Placer Dome concluded, following consultations with anthropologists and sociologists, that it was in the best interests of the project and the local community for the company to contribute to the social and economic stability of the area. To that end, Placer Dome and the government agreed to the Tax Credit Infrastructure Scheme (TCS), whereby improvement projects such as schools and hospitals are built by the company in lieu of some taxes. A similar arrangement is in place at the company’s Porgera gold mine on the mainland.

The tax break, according to PNG’s ambassador to the U.S., Nagora Bogan, is a good idea. “It will help the areas in the vicinity of the mine and do a lot to develop infrastructure there.” Bogan explains that the provincial governments, while struggling to provide improved services to the country’s inhabitants, “don’t have the capacity or technical know-how for these sorts of projects.”

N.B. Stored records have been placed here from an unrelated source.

//! Argument parsing and command dispatch.

use std::ffi::OsString;
use std::path::PathBuf;

use clap::{ArgAction, ArgGroup, Parser};
use lclog_telemetry::{DEFAULT_LOG_LEVEL, LogFormat, LoggingConfig, init_logging};
use tracing::Instrument;
use url::Url;
use uuid::Uuid;

use crate::client::{
    CliError, CliResult, SessionContext, build_http_client, parse_ssl, parse_url,
    resolve_base_url, resolve_credentials,
};
use crate::commands::logs::{LogsOptions, RetrievalMode, handle_logs};
use crate::commands::probe::{detect_convention, probe};
use crate::filter::{Category, EntryFilter, IdConvention, Severity};
use crate::output::OutputFormat;

const DEFAULT_TIMEOUT_SECS: u64 = 30;

const SCRIPT_EXAMPLES: &str = "\
- lclog --ip 192.168.0.120 -u root -p calvin --get-all
    get the complete iDRAC LC logs.

- lclog --ip 192.168.0.120 -u root -p calvin --get-fail
    get only failed entries from LC logs.

- lclog --ip 192.168.0.120 -u root -p calvin --get-message-id WRK0001
    get only entries with message ID WRK0001.

- lclog --ip 192.168.0.120 -u root -p calvin --get-severity critical
    return only critical entries detected.

- lclog --ip 192.168.0.120 -u root -p calvin --get-category systemhealth
    return only system health category entries detected.

- lclog --ip 192.168.0.120 -u root -p calvin --get-date-range \\
      --start-date 2023-03-15T14:55:10-05:00 --end-date 2023-03-15T14:57:07-05:00
    return only LC log entries within this start and end date range.";

#[derive(Parser, Debug)]
#[command(
    name = "lclog",
    version,
    about = "Get iDRAC Lifecycle Controller (LC) logs over Redfish: all entries or a filtered subset"
)]
#[command(group(
    ArgGroup::new("mode")
        .required(true)
        .args([
            "get_all",
            "get_severity",
            "get_category",
            "get_date_range",
            "get_fail",
            "get_message_id",
            "script_examples",
        ])
))]
#[allow(clippy::struct_excessive_bools)]
pub(crate) struct Cli {
    #[arg(short = 'i', long = "ip", env = "IDRAC_HOST", help = "iDRAC IP address or hostname")]
    host: Option<String>,
    #[arg(long, env = "IDRAC_BASE_URL", value_parser = parse_url, hide = true)]
    base_url: Option<Url>,
    #[arg(short = 'u', long, env = "IDRAC_USERNAME", help = "iDRAC username")]
    username: Option<String>,
    #[arg(
        short = 'p',
        long,
        env = "IDRAC_PASSWORD",
        hide_env_values = true,
        help = "iDRAC password; prompted for without echo when omitted"
    )]
    password: Option<String>,
    #[arg(
        short = 'x',
        long = "token",
        env = "IDRAC_X_AUTH_TOKEN",
        hide_env_values = true,
        help = "X-Auth session token used instead of username/password"
    )]
    token: Option<String>,
    #[arg(
        long,
        env = "IDRAC_SSL",
        value_name = "true|false",
        value_parser = parse_ssl,
        action = ArgAction::Set,
        default_value = "false",
        help = "Verify the controller TLS certificate"
    )]
    ssl: bool,
    #[arg(long, env = "IDRAC_HTTP_TIMEOUT_SECS", default_value_t = DEFAULT_TIMEOUT_SECS)]
    timeout: u64,
    #[arg(
        long,
        value_enum,
        default_value_t = OutputFormat::Table,
        help = "Console format for matched entries"
    )]
    output: OutputFormat,
    #[arg(
        long,
        env = "IDRAC_OUTPUT_DIR",
        default_value = ".",
        help = "Directory for the exported text artifacts"
    )]
    output_dir: PathBuf,
    #[arg(long, default_value = DEFAULT_LOG_LEVEL, help = "Diagnostics level (RUST_LOG overrides)")]
    log_level: String,
    #[arg(long, value_parser = parse_log_format, help = "Diagnostics format: pretty or json")]
    log_format: Option<LogFormat>,
    #[arg(
        long,
        env = "IDRAC_STRICT_EXIT",
        help = "Exit non-zero on failures (default always exits 0)"
    )]
    strict_exit: bool,

    #[arg(long, help = "Get all iDRAC LC logs")]
    get_all: bool,
    #[arg(
        long,
        value_name = "LEVEL",
        help = "Only entries of one severity: informational, warning or critical"
    )]
    get_severity: Option<String>,
    #[arg(
        long,
        value_name = "CATEGORY",
        help = "Only entries of one category: audit, configuration, updates, systemhealth or storage"
    )]
    get_category: Option<String>,
    #[arg(
        long,
        requires_all = ["start_date", "end_date"],
        help = "Only entries between --start-date and --end-date"
    )]
    get_date_range: bool,
    #[arg(
        long,
        requires = "get_date_range",
        value_name = "TIMESTAMP",
        help = "Range start, e.g. 2023-03-14T10:10:10-05:00"
    )]
    start_date: Option<String>,
    #[arg(
        long,
        requires = "get_date_range",
        value_name = "TIMESTAMP",
        help = "Range end, e.g. 2023-03-15T14:55:10-05:00"
    )]
    end_date: Option<String>,
    #[arg(long, help = "Only failed entries (keywords: unable, fail, error)")]
    get_fail: bool,
    #[arg(
        long,
        value_name = "IDS",
        help = "Only entries for the given message ID(s), comma separated"
    )]
    get_message_id: Option<String>,
    #[arg(long, help = "Print usage examples and exit")]
    script_examples: bool,
}

impl Cli {
    /// Resolve the selected mode, validating filter values before any request.
    fn retrieval_mode(&self) -> CliResult<RetrievalMode> {
        if self.get_all {
            return Ok(RetrievalMode::All);
        }
        if let Some(level) = &self.get_severity {
            return Ok(RetrievalMode::Severity(Severity::parse(level)?));
        }
        if let Some(category) = &self.get_category {
            return Ok(RetrievalMode::Category(Category::parse(category)?));
        }
        if self.get_date_range {
            return match (&self.start_date, &self.end_date) {
                (Some(start), Some(end)) => Ok(RetrievalMode::DateRange {
                    start: start.trim().to_string(),
                    end: end.trim().to_string(),
                }),
                _ => Err(CliError::validation(
                    "--get-date-range requires --start-date and --end-date",
                )),
            };
        }
        if self.get_fail {
            return Ok(RetrievalMode::Fail);
        }
        if let Some(ids) = &self.get_message_id {
            EntryFilter::message_ids(ids)?;
            return Ok(RetrievalMode::MessageId(ids.trim().to_string()));
        }
        Err(CliError::validation(
            "no retrieval mode selected; see --help or --script-examples",
        ))
    }
}

fn parse_log_format(input: &str) -> Result<LogFormat, String> {
    lclog_telemetry::log_format_from_str(input).map_err(|err| err.to_string())
}

/// Parses process arguments and executes the requested retrieval. Returns the
/// process exit code.
pub async fn run() -> i32 {
    run_from(std::env::args_os()).await
}

/// Parses `args` (including the binary name) and executes the requested
/// retrieval. Returns the process exit code: always `0` after argument
/// parsing unless `--strict-exit` is set.
pub async fn run_from<I, T>(args: I) -> i32
where
    I: IntoIterator<Item = T>,
    T: Into<OsString> + Clone,
{
    let cli = match Cli::try_parse_from(args) {
        Ok(cli) => cli,
        Err(err) => {
            let code = err.exit_code();
            let _ = err.print();
            return code;
        }
    };

    install_logging(&cli);
    let strict_exit = cli.strict_exit;

    match dispatch(cli).await {
        Ok(()) => 0,
        Err(err) => {
            eprintln!("error: {}", err.display_message());
            if strict_exit { err.exit_code() } else { 0 }
        }
    }
}

fn logging_config(cli: &Cli) -> LoggingConfig<'_> {
    LoggingConfig {
        level: &cli.log_level,
        format: cli.log_format.unwrap_or_else(LogFormat::infer),
        build_sha: env!("CARGO_PKG_VERSION"),
    }
}

fn install_logging(cli: &Cli) {
    if let Err(err) = init_logging(&logging_config(cli)) {
        tracing::debug!(error = %err, "keeping previously installed subscriber");
    }
}

async fn dispatch(cli: Cli) -> CliResult<()> {
    if cli.script_examples {
        println!("{SCRIPT_EXAMPLES}");
        return Ok(());
    }

    let mode = cli.retrieval_mode()?;
    let options = LogsOptions {
        output_dir: cli.output_dir,
        format: cli.output,
    };
    let base_url = resolve_base_url(cli.base_url, cli.host.as_deref())?;
    let credentials = resolve_credentials(cli.username, cli.password, cli.token)?;
    let ctx = SessionContext {
        client: build_http_client(cli.ssl, cli.timeout)?,
        base_url,
        credentials,
        verify_tls: cli.ssl,
        convention: IdConvention::New,
    };

    let span = tracing::info_span!(
        "retrieval",
        trace_id = %Uuid::new_v4(),
        build = lclog_telemetry::build_sha(),
        mode = mode.label()
    );
    async move {
        probe(&ctx).await?;
        let convention = detect_convention(&ctx).await?;
        let ctx = ctx.with_convention(convention);
        handle_logs(&ctx, &mode, &options).await
    }
    .instrument(span)
    .await
}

But Cooney says Placer Dome’s contribution to such development projects has made the company a sort of surrogate government. “We were not comfortable with that, but [these projects] were a matter of necessity and somebody had to do it. We cannot avoid a sort of paternalistic relationship with the community,” he says.

But whereas Placer Dome has achieved positive community relations in Papua New Guinea, Freeport-McMoRan’s (NYSE) Grasberg gold project in Indonesia, which is operated by subsidiary P.T. Freeport Indonesia (PT-FI), still is working to achieve this goal.

Situated in the province of Irian Jaya, Grasberg has, of late, been in the news as a result of claims of abuse by the Indonesian army, which provides protection for the mine. These claims prompted an investigation last year by a Jakarta-based human rights commission.

Freeport has stated it has no control over the military. In March, work at the mine was disrupted and four people were killed as local tribesmen rioted in and around the town of Tembagapura, where the mine is situated.

PT-FI has since announced, following consultation with local tribes, that it will provide increased economic and social provisions to the area. The Integrated Timika Development plan (ITD) calls for the company to increase fourfold its Irianese workforce in 10 years and provide a job skills training centre in the Timika area. Over the same period, PT-FI will contribute 1% of the project’s revenue (which could amount to $15 million per year) to those tribes affected by the mine.

“We think [the ITD] is valid and that it’s something the mining industry should be doing,” says Garland Robinette, Freeport’s vice-president of communications. “When the mill is finished operating, the very people who were close to the mine will have the job skills and training necessary to carry on elsewhere.”

Cooney agrees that job skills are essential and says that, with new projects under development all over PNG, the workers of Misima’s mine will be in demand once that operation closes, in six years. “There might be a new migration to [mainland] PNG to find work. I wouldn’t be surprised to see many of these people go to Lihir.”

Placer Dome’s TCS also contains a business development provision, and the company has managed such spinoff projects as a rehabilitation nursery, construction contractors, a sawmill and a brickworks, all of which will be viable even after the mine closes.

Bogan stress that, while his country relies on the outside expertise mining companies are able to provide, Papua New Guinea is starting to invest in its own future through increased education spending. “We all know mining will not be around forever,” he says. “We are still growing as a nation, and it will take time to obtain the requisite skills to undertake projects on our own.”